Kingsley did not lead the life of a Hollywood mogul. She lived alone in Pacific Palisades—she had a grown daughter from a twelve-year marriage that ended in divorce in 1978—and avoided the party circuit except when working. She disliked crowds. “I get panicky when I’m in a big department store,” she confessed. “I have to go into one of the changing stalls, put my head between my knees, and concentrate on breathing deeply.”
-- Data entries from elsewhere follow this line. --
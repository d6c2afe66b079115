// src/handlers/settings.rs

use axum::{extract::State, response::IntoResponse, Json};
use validator::Validate;

use crate::{
    common::error::{ApiError, AppError},
    config::AppState,
    middleware::{
        auth::AuthenticatedUser,
        i18n::Locale,
        rbac::{PermSettingsWrite, RequirePermission},
    },
    models::settings::{BusinessSettings, UpdateSettingsRequest},
};

// GET /api/settings
#[utoipa::path(
    get,
    path = "/api/settings",
    tag = "Settings",
    responses(
        (status = 200, description = "Dados da empresa", body = BusinessSettings)
    ),
    security(("api_jwt" = []))
)]
pub async fn get_settings(
    State(app_state): State<AppState>,
    locale: Locale,
    _user: AuthenticatedUser,
) -> Result<impl IntoResponse, ApiError> {
    let settings = app_state
        .settings_repo
        .get_settings()
        .await
        .map_err(|app_err| app_err.to_api_error(&locale, &app_state.i18n_store))?;

    Ok(Json(settings))
}

// PUT /api/settings
#[utoipa::path(
    put,
    path = "/api/settings",
    tag = "Settings",
    request_body = UpdateSettingsRequest,
    responses(
        (status = 200, description = "Dados atualizados", body = BusinessSettings)
    ),
    security(("api_jwt" = []))
)]
pub async fn update_settings(
    State(app_state): State<AppState>,
    locale: Locale,
    _guard: RequirePermission<PermSettingsWrite>,
    Json(payload): Json<UpdateSettingsRequest>,
) -> Result<impl IntoResponse, ApiError> {
    payload
        .validate()
        .map_err(|e| AppError::ValidationError(e).to_api_error(&locale, &app_state.i18n_store))?;

    let updated = app_state
        .settings_repo
        .update_settings(&payload)
        .await
        .map_err(|app_err| app_err.to_api_error(&locale, &app_state.i18n_store))?;

    Ok(Json(updated))
}
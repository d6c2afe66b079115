// src/services/treasury_service.rs

use rust_decimal::Decimal;
use sqlx::{PgConnection, PgPool};
use uuid::Uuid;

use crate::{
    common::{
        error::AppError,
        validation::{exceeds_scale, MONEY_SCALE},
    },
    db::TreasuryRepository,
    models::treasury::{
        CreateTreasuryPayload, CreateTreasuryTransactionPayload, Treasury, TreasuryEntryRequest,
        TreasuryKind, TreasuryTransaction, TreasuryTransactionType,
    },
};

/// Saldo depois do lançamento. Retiradas maiores que o saldo são recusadas.
pub fn next_balance(
    treasury: &str,
    before: Decimal,
    transaction_type: TreasuryTransactionType,
    amount: Decimal,
) -> Result<Decimal, AppError> {
    if amount <= Decimal::ZERO {
        return Err(AppError::InvalidQuantity(amount));
    }
    if exceeds_scale(&amount, MONEY_SCALE) {
        return Err(AppError::PrecisionExceeded { value: amount, scale: MONEY_SCALE });
    }
    match transaction_type {
        TreasuryTransactionType::Deposit => Ok(before + amount),
        TreasuryTransactionType::Withdrawal if amount > before => Err(AppError::InsufficientBalance {
            treasury: treasury.to_string(),
            available: before,
            requested: amount,
        }),
        TreasuryTransactionType::Withdrawal => Ok(before - amount),
    }
}

#[derive(Clone)]
pub struct TreasuryService {
    treasury_repo: TreasuryRepository,
    pool: PgPool,
}

impl TreasuryService {
    pub fn new(treasury_repo: TreasuryRepository, pool: PgPool) -> Self {
        Self { treasury_repo, pool }
    }

    // ---
    // Razão de tesouraria
    // ---

    /// Lança na tesouraria dentro da transação do chamador.
    pub async fn apply_entry(
        &self,
        conn: &mut PgConnection,
        request: &TreasuryEntryRequest<'_>,
        user_id: Uuid,
    ) -> Result<TreasuryTransaction, AppError> {
        let treasury = self
            .treasury_repo
            .lock_treasury(&mut *conn, request.treasury_id)
            .await?
            .ok_or(AppError::ResourceNotFound("treasury"))?;

        self.post(conn, &treasury, request, user_id).await
    }

    /// Tesouraria ativa do tipo (MAIN / SHIPPING), já travada na transação.
    pub async fn resolve_kind(&self, conn: &mut PgConnection, kind: TreasuryKind) -> Result<Uuid, AppError> {
        let treasury = self
            .treasury_repo
            .lock_treasury_by_kind(conn, kind)
            .await?
            .ok_or(AppError::ResourceNotFound("treasury"))?;
        Ok(treasury.id)
    }

    // A linha da tesouraria já está travada aqui
    async fn post(
        &self,
        conn: &mut PgConnection,
        treasury: &Treasury,
        request: &TreasuryEntryRequest<'_>,
        user_id: Uuid,
    ) -> Result<TreasuryTransaction, AppError> {
        if !treasury.is_active {
            return Err(AppError::InactiveTreasury(treasury.name.clone()));
        }

        let before = treasury.current_balance;
        let after = next_balance(&treasury.name, before, request.transaction_type, request.amount)?;

        self.treasury_repo.set_balance(&mut *conn, treasury.id, after).await?;
        let transaction = self
            .treasury_repo
            .insert_transaction(&mut *conn, request, user_id, before, after)
            .await?;

        tracing::info!(
            "💰 Tesouraria {} {:?} {} ({} -> {})",
            treasury.id,
            request.transaction_type,
            request.amount,
            before,
            after
        );

        Ok(transaction)
    }

    // ---
    // Cadastro e lançamentos manuais
    // ---

    pub async fn list_treasuries(&self) -> Result<Vec<Treasury>, AppError> {
        self.treasury_repo.list_treasuries().await
    }

    pub async fn get_treasury(&self, id: Uuid) -> Result<Treasury, AppError> {
        self.treasury_repo
            .find_treasury(id)
            .await?
            .ok_or(AppError::ResourceNotFound("treasury"))
    }

    pub async fn create_treasury(&self, payload: &CreateTreasuryPayload) -> Result<Treasury, AppError> {
        self.treasury_repo
            .create_treasury(
                &payload.name,
                payload.kind.unwrap_or(TreasuryKind::Other),
                payload.description.as_deref(),
            )
            .await
    }

    pub async fn list_transactions(&self, treasury_id: Uuid) -> Result<Vec<TreasuryTransaction>, AppError> {
        self.get_treasury(treasury_id).await?;
        self.treasury_repo.list_transactions(treasury_id).await
    }

    pub async fn create_manual_transaction(
        &self,
        treasury_id: Uuid,
        payload: &CreateTreasuryTransactionPayload,
        user_id: Uuid,
    ) -> Result<TreasuryTransaction, AppError> {
        let mut tx = self.pool.begin().await?;

        let request = TreasuryEntryRequest {
            treasury_id,
            transaction_type: payload.transaction_type,
            amount: payload.amount,
            reference_type: Some("MANUAL"),
            reference_id: None,
            description: payload.description.as_deref(),
        };
        let transaction = self.apply_entry(&mut *tx, &request, user_id).await?;

        tx.commit().await?;
        Ok(transaction)
    }
}

#[cfg(test)]
mod tests {
    use super::*;
    use rust_decimal_macros::dec;

    #[test]
    fn deposit_increases_balance() {
        let after = next_balance("Main", dec!(100), TreasuryTransactionType::Deposit, dec!(50.25)).unwrap();
        assert_eq!(after, dec!(150.25));
    }

    #[test]
    fn withdrawal_cannot_exceed_balance() {
        let after = next_balance("Main", dec!(100), TreasuryTransactionType::Withdrawal, dec!(100)).unwrap();
        assert_eq!(after, dec!(0));

        let err = next_balance("Main", dec!(100), TreasuryTransactionType::Withdrawal, dec!(100.01)).unwrap_err();
        assert!(matches!(
            err,
            AppError::InsufficientBalance { available, requested, .. }
                if available == dec!(100) && requested == dec!(100.01)
        ));
    }

    #[test]
    fn amount_must_be_positive() {
        assert!(matches!(
            next_balance("Main", dec!(10), TreasuryTransactionType::Deposit, dec!(0)),
            Err(AppError::InvalidQuantity(_))
        ));
    }

    #[test]
    fn sub_cent_entry_is_rejected() {
        // 0.004 viraria 0.00 na coluna e quebraria o CHECK amount > 0
        assert!(matches!(
            next_balance("Main", dec!(10), TreasuryTransactionType::Deposit, dec!(0.004)),
            Err(AppError::PrecisionExceeded { scale: 2, .. })
        ));
        assert!(matches!(
            next_balance("Main", dec!(10), TreasuryTransactionType::Withdrawal, dec!(5.555)),
            Err(AppError::PrecisionExceeded { .. })
        ));
        assert_eq!(
            next_balance("Main", dec!(10), TreasuryTransactionType::Deposit, dec!(0.50)).unwrap(),
            dec!(10.50)
        );
    }
}
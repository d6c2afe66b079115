// src/models/rbac.rs

use serde::Serialize;
use utoipa::ToSchema;

use crate::models::auth::Role;

// Entrada do catálogo global (registrada pela macro `permission!`)
#[derive(Debug)]
pub struct PermissionInfo {
    pub slug: &'static str,
    pub module: &'static str,
    pub description: &'static str,
}

inventory::collect!(PermissionInfo);

// O que sai na API: a permissão e quais papéis a recebem
#[derive(Debug, Serialize, ToSchema)]
#[serde(rename_all = "camelCase")]
pub struct PermissionEntry {
    #[schema(example = "sales:write")]
    pub slug: String,

    #[schema(example = "sales")]
    pub module: String,

    #[schema(example = "Create sales invoices")]
    pub description: String,

    pub granted_to: Vec<Role>,
}

impl From<&PermissionInfo> for PermissionEntry {
    fn from(info: &PermissionInfo) -> Self {
        Self {
            slug: info.slug.to_string(),
            module: info.module.to_string(),
            description: info.description.to_string(),
            granted_to: Role::ALL.into_iter().filter(|r| r.grants(info.slug)).collect(),
        }
    }
}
Kingsley hadn’t always wanted to be a publicist. When she
was growing up, she didn’t want to be anything in particular. “I figured I was just going to get a job until I got married and had a child,” she said. “I had no ambition.” She was born in Gastonia, North Carolina, in 1932 and her family moved from one Southern town to another, following her father’s work as a civilian quartermaster in the army. She enrolled in Winthrop College in South Carolina but wasn’t a particularly motivated or scholarly student, and dropped out after two years. “I never read Shakespeare or the classics,” she once admitted, “and when I’m with people who have read them, I have always felt the lack.” After dropping out of college, Kingsley held a variety of odd jobs, once vaccinating cows in Reno, Nevada, before a friend got her a stint in the publicity department of the Fountainebleau Hotel in Miami Beach. That led to a publicity job at NBC in New York and with syndicator Ziv TV. In 1959, she moved to Hollywood where she worked as a secretary at Rogers and Cowan, the most powerful of the independent publicity firms that emerged after the fall of the studio system. Rogers and Cowan’s clients included Marilyn Monroe, Frank Sinatra, Natalie Wood, and Doris Day. Kingsley’s various duties included going to a Dodgers game with Day and helping Monroe’s cat give birth.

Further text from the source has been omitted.